Hmmm, one month into my first rotation and already I've managed to mess it up. Not too badly I hope, but it does sting me up a bit. I've somehow made a simple 20 minute presentation into an utter catastrophe just because I got flustered. A few stutters here, a forgotten term or two there, and next thing you know, I'm way over my time and not even close to finishing my presentation. I suppose that's what I get for cramming in way too much info and not keeping it simple. What can I say? I'm a hot mess. I've been that since April.
Other than that, I feel achy. Trying to get myself out of my self-loathing by hitting the gym. So far, so good. 2 pounds down...15 more to go. Today is a rest day. I made dinner for Chris and Rachel and decided on giving my bones (and muscles) a little R and R. Tomorrow, I'll see if I can run a good deal before it gets way too hot.
I'm also feeling surprised...well...more like resigned. I've had an assumption about an anomaly I've been pondering for a while now and as luck would have it, today has brought me some answers...which proved my assumption to be correct...sadly.
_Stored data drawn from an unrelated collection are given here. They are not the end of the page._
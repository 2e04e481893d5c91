//! Core SMTP types.

mod address;
mod auth;
mod reply;

pub use address::Address;
pub use auth::AuthMechanism;
pub use reply::{Reply, ReplyCode};
//! SMTP response parser.

use crate::error::{Error, Result};
use crate::types::{Reply, ReplyCode};

/// Parses an SMTP reply from response lines.
///
/// SMTP replies can be single-line or multi-line:
/// - Single: `250 OK\r\n`
/// - Multi: `250-First line\r\n250-Second line\r\n250 Last line\r\n`
///
/// Each line contributes the text after its 4-character prefix.
///
/// # Errors
///
/// Returns an error if the reply is malformed.
pub fn parse_reply(lines: &[String]) -> Result<Reply> {
    let Some(first) = lines.first() else {
        return Err(Error::Protocol("Empty reply".into()));
    };

    let code_str = first
        .get(0..3)
        .ok_or_else(|| Error::Protocol(format!("Reply too short: {first}")))?;
    let code = code_str
        .parse::<u16>()
        .map_err(|_| Error::Protocol(format!("Invalid reply code: {code_str}")))?;

    let mut message = Vec::with_capacity(lines.len());
    for line in lines {
        if line.get(0..3) != Some(code_str) {
            return Err(Error::Protocol(format!("Mixed reply codes: {line}")));
        }
        match line.get(4..) {
            Some(text) => message.push(text.to_string()),
            None if line.len() == 3 => message.push(String::new()),
            None => return Err(Error::Protocol(format!("Malformed reply line: {line}"))),
        }
    }

    Ok(Reply::new(ReplyCode::new(code), message))
}

/// Checks if a line is the last line of a multi-line reply.
///
/// Multi-line replies use `-` separator for continuation and ` ` (or
/// nothing) for the last line.
#[must_use]
pub fn is_last_reply_line(line: &str) -> bool {
    line.len() == 3 || (line.len() >= 4 && line.as_bytes()[3] == b' ')
}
Sorry to be cryptic but the nature of said anomaly is somewhat sensitive and disclosure over a public channel may not be the wisest of actions. Needless to say, the anomaly has finally resolved itself, despite my disappointment. I don't know if I should pat myself in the back for having my assumption confirmed, or paint a target on my wall and run my head through it. I'm not sure if I could have done anything at the time to diffuse the situation. This anomaly has certainly left quite a mark...one that would leave me more jaded in my appreciation of the world and its inhabitants. For a while, I was seriously giving optimism an honest shot, but the sad truth is that...as an optimist, there's only one way to go...and it can be a long and painful way down. I suppose it was my fault for leaving my nose wide out in the open...and in a firefight, you can't leave anything hanging out, otherwise it's liable to get shot. So there you have it. For me, it's case closed...lesson learned. Ouch.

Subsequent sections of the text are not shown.